Drying in porous media holds a great significance across a wide range of natural and engineering processes. Notable applications include food processing, pharmaceutical industries, porous building materials, soil and hydrology. For instance, during CO$_2$ injection, salt precipitation due to drying reduces permeability, posing a threat to sequestration by obstructing pores. In soil, drying and rewetting processes control water and nutrient transport. A comprehensive knowledge of the underlying fluid physics in drying is crucial to modeling, predicting, designing and guiding the aforementioned applications. During this multiphase flow process, the liquid phase vaporizes, causing the originally liquid-saturated pore space to be continuously displaced by the vapor phase, often described as the invasion-percolation process. Currently, drying in a homogeneous porous media is relatively well understood, which is characterized by three periods. However, the drying of porous media can be significantly complicated by the multi-scale structures that exist in many porous media.
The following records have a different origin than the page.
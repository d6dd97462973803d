//! Caller-level option overrides.
//!
//! The caller override injected into the pipeline is merged from these
//! sources (later sources override earlier):
//!
//! 1. **Project rc file**: the first of `.ignoregenrc`, `.ignoregenrc.json`,
//!    `.ignoregenrc.toml`, `.ignoregenrc.yaml`, `.ignoregenrc.yml` found in
//!    the project directory, or an explicitly named config file instead
//! 2. **Explicit overrides**: values passed on the command line

mod resolver;

pub use resolver::{ConfigResolver, RcConfig};
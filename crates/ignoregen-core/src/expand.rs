//! Block expansion.
//!
//! Every directive block is expanded independently. All fetches are started
//! together and awaited as a group; the outcomes keep the position of their
//! unit, whatever order the fetches finish in. A failing block never cancels
//! the others, so the caller sees every error at once.

use crate::fetch::{TemplateSource, build_url};
use crate::options::resolve;
use futures::future::join_all;
use ignoregen_blocks::{Block, BlockError, Expansion, PartialOptions, Unit, parse_directive};

/// Expand every block in `units`, fetching templates from `source`.
///
/// Plain lines pass through as [`Expansion::Expanded`].
pub async fn expand(
    units: Vec<Unit>,
    caller: &PartialOptions,
    source: &dyn TemplateSource,
) -> Vec<Expansion> {
    let pending = units
        .into_iter()
        .map(|unit| expand_unit(unit, caller, source));
    let outcomes = join_all(pending).await;

    let blocks = outcomes.iter().filter(|o| o.unit().is_block()).count();
    let failed = outcomes.iter().filter(|o| o.is_failed()).count();
    tracing::info!(blocks, failed, "Expanded directive blocks");

    outcomes
}

async fn expand_unit(
    unit: Unit,
    caller: &PartialOptions,
    source: &dyn TemplateSource,
) -> Expansion {
    let block = match unit {
        Unit::Line(line) => return Expansion::Expanded(Unit::Line(line)),
        Unit::Block(block) => block,
    };

    match fetch_block(&block, caller, source).await {
        Ok(content) => Expansion::Expanded(Unit::Block(Block { content, ..block })),
        Err(error) => {
            tracing::warn!(header = %block.header, %error, "Failed to expand block");
            Expansion::Failed {
                unit: Unit::Block(block),
                error,
            }
        }
    }
}

async fn fetch_block(
    block: &Block,
    caller: &PartialOptions,
    source: &dyn TemplateSource,
) -> Result<Vec<String>, BlockError> {
    let header = &block.header;
    let directive =
        parse_directive(header).map_err(|e| BlockError::from_directive(header.clone(), e))?;

    let options = resolve(caller, &directive.options);
    let url = build_url(&directive.name, &options).map_err(|e| BlockError::InvalidUrl {
        header: header.clone(),
        src: options.src.clone(),
        message: e.to_string(),
    })?;

    tracing::debug!(name = %directive.name, %url, "Fetching template");

    source.fetch(&url).await.map_err(|e| BlockError::Fetch {
        header: header.clone(),
        url: url.to_string(),
        status: e.status,
        message: e.message,
    })
}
For instance, in soil, while the pore size in macroaggregates can be on the order of tens or hundreds of micrometers, the microscale pores in the microaggregates can be sub-micrometers. The different pore sizes in the same porous medium causes complex flow interactions between micro- and macro-pores due to their variations in capillary pressure. Our understanding of drying from porous media featuring dual porosity is thus still limited.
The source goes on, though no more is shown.